-------- RECORD SET --------

// File: crates/vitals-chart-skia/src/lib.rs
// Summary: Skia back end; replays vitals-chart draw commands onto CPU raster surfaces (PNG / RGBA8).

pub mod text;

use anyhow::{Context, Result};
use skia_safe as skia;
use tracing::debug;

use vitals_chart::{
    Backend, Canvas, DrawCommand, Insets, PlotSpec, Point, Renderer, Rgba, Series, SurfaceCapabilities, Theme,
};

pub use text::TextShaper;

/// Skia can draw everything a charting library would.
pub const CAPABILITIES: SurfaceCapabilities = SurfaceCapabilities { native_charts: true };

#[derive(Clone, Copy, Debug)]
pub struct RenderOptions {
    /// Plot area handed to the core renderer.
    pub canvas: Canvas,
    /// Outer bands for title and axis labels; the surface is `canvas + insets`.
    pub insets: Insets,
    pub theme: Theme,
    pub backend: Backend,
    /// Text is skipped when false (keeps pixel snapshots independent of installed fonts).
    pub draw_labels: bool,
}

impl RenderOptions {
    /// Options sized for `spec`'s labels on a canvas of `canvas`.
    pub fn for_spec(spec: &PlotSpec, canvas: Canvas) -> Self {
        Self { canvas: canvas.sanitized(), insets: Insets::for_spec(spec), ..Self::default() }
    }
}

impl Default for RenderOptions {
    fn default() -> Self {
        Self {
            canvas: Canvas::default(),
            insets: Insets::default(),
            theme: Theme::light(),
            backend: Backend::for_capabilities(CAPABILITIES),
            draw_labels: true,
        }
    }
}

pub struct SkiaRenderer {
    opts: RenderOptions,
    shaper: TextShaper,
}

impl SkiaRenderer {
    pub fn new(opts: RenderOptions) -> Self {
        Self { opts, shaper: TextShaper::new() }
    }

    pub fn options(&self) -> &RenderOptions { &self.opts }

    /// Full surface size in pixels (canvas plus insets), at least 1x1.
    /// Fails when either side does not fit Skia's `i32` dimensions.
    pub fn surface_size(&self) -> Result<(i32, i32)> {
        let o = &self.opts;
        let w = surface_extent(o.canvas.width, o.insets.hsum())
            .with_context(|| format!("surface width {} + {} is too large", o.canvas.width, o.insets.hsum()))?;
        let h = surface_extent(o.canvas.height, o.insets.vsum())
            .with_context(|| format!("surface height {} + {} is too large", o.canvas.height, o.insets.vsum()))?;
        Ok((w, h))
    }

    /// Core render with this surface's theme and back end.
    pub fn commands_for(&self, series: &Series, spec: &PlotSpec) -> Vec<DrawCommand> {
        Renderer::new(self.opts.theme, self.opts.backend).render(series, spec, self.opts.canvas)
    }

    /// Render `commands` to a PNG at `output_png_path` using a CPU raster surface.
    pub fn render_to_png(&self, commands: &[DrawCommand], output_png_path: impl AsRef<std::path::Path>) -> Result<()> {
        let bytes = self.render_to_png_bytes(commands)?;
        let path = output_png_path.as_ref();
        if let Some(parent) = path.parent() {
            std::fs::create_dir_all(parent)?;
        }
        std::fs::write(path, &bytes)?;
        debug!(path = %path.display(), bytes = bytes.len(), "wrote chart png");
        Ok(())
    }

    /// Render `commands` and return encoded PNG bytes.
    pub fn render_to_png_bytes(&self, commands: &[DrawCommand]) -> Result<Vec<u8>> {
        let mut surface = self.rasterize(commands)?;
        let image = surface.image_snapshot();
        #[allow(deprecated)]
        let data = image
            .encode_to_data(skia::EncodedImageFormat::PNG)
            .ok_or_else(|| anyhow::anyhow!("encode PNG failed"))?;
        Ok(data.as_bytes().to_vec())
    }

    /// Render `commands` into an unpremultiplied RGBA8 buffer.
    /// Returns `(pixels, width, height, row_stride_bytes)`.
    pub fn render_to_rgba8(&self, commands: &[DrawCommand]) -> Result<(Vec<u8>, i32, i32, usize)> {
        let (w, h) = self.surface_size()?;
        let mut surface = self.rasterize(commands)?;
        let info = skia::ImageInfo::new((w, h), skia::ColorType::RGBA8888, skia::AlphaType::Unpremul, None);
        let stride = w as usize * 4;
        let mut pixels = vec![0u8; stride * h as usize];
        if !surface.read_pixels(&info, &mut pixels, stride, (0, 0)) {
            anyhow::bail!("failed to read back {}x{} surface", w, h);
        }
        Ok((pixels, w, h, stride))
    }

    fn rasterize(&self, commands: &[DrawCommand]) -> Result<skia::Surface> {
        let (w, h) = self.surface_size()?;
        let mut surface = skia::surfaces::raster_n32_premul((w, h))
            .ok_or_else(|| anyhow::anyhow!("failed to create {}x{} raster surface", w, h))?;
        let canvas = surface.canvas();
        canvas.clear(to_sk_color(self.opts.theme.background));

        canvas.save();
        canvas.translate((self.opts.insets.left as f32, self.opts.insets.top as f32));
        let shaper = if self.opts.draw_labels { Some(&self.shaper) } else { None };
        replay(canvas, commands, shaper);
        canvas.restore();
        Ok(surface)
    }
}

/// Replay commands in order on `canvas`. Text is dropped when `shaper` is `None`.
pub fn replay(canvas: &skia::Canvas, commands: &[DrawCommand], shaper: Option<&TextShaper>) {
    let mut path = skia::Path::new();
    let mut points = 0usize;
    let mut last = Point::new(0.0, 0.0);

    for cmd in commands {
        match cmd {
            DrawCommand::MoveTo(p) => {
                path.move_to(to_sk_point(*p));
                points += 1;
                last = *p;
            }
            DrawCommand::LineTo(p) => {
                path.line_to(to_sk_point(*p));
                points += 1;
                last = *p;
            }
            DrawCommand::Stroke { color, width } => {
                if points == 1 {
                    // a lone point strokes to nothing; show it as a dot
                    let mut fill = paint(*color, *width);
                    fill.set_style(skia::paint::Style::Fill);
                    canvas.draw_circle(to_sk_point(last), *width, &fill);
                } else if points > 1 {
                    canvas.draw_path(&path, &paint(*color, *width));
                }
                path = skia::Path::new();
                points = 0;
            }
            DrawCommand::Text { text, at, anchor, size, color } => {
                if let Some(shaper) = shaper {
                    shaper.draw_anchored(canvas, text, at.x as f32, at.y as f32, *anchor, *size, to_sk_color(*color));
                }
            }
        }
    }
}

// ---- helpers ----------------------------------------------------------------

/// Canvas extent rounded up plus an inset band, or `None` past `i32::MAX`.
fn surface_extent(canvas: f64, inset: u32) -> Option<i32> {
    let base = canvas.ceil();
    if !(0.0..=f64::from(i32::MAX)).contains(&base) {
        return None;
    }
    (base as i32).checked_add(i32::try_from(inset).ok()?).map(|v| v.max(1))
}

fn paint(color: Rgba, width: f32) -> skia::Paint {
    let mut stroke = skia::Paint::default();
    stroke.set_anti_alias(true);
    stroke.set_style(skia::paint::Style::Stroke);
    stroke.set_stroke_width(width);
    stroke.set_color(to_sk_color(color));
    stroke
}

fn to_sk_color(c: Rgba) -> skia::Color {
    skia::Color::from_argb(c.a, c.r, c.g, c.b)
}

fn to_sk_point(p: Point) -> skia::Point {
    skia::Point::new(p.x as f32, p.y as f32)
}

--------

### WHAT NEEDS TO BE DONE
No line before the one with "fn to_sk_color(c: Rgba)" belongs in the answer; copy that line and the rest of the records exactly.

### EXPECTED OUTPUT
fn to_sk_color(c: Rgba) -> skia::Color {
    skia::Color::from_argb(c.a, c.r, c.g, c.b)
}

fn to_sk_point(p: Point) -> skia::Point {
    skia::Point::new(p.x as f32, p.y as f32)
}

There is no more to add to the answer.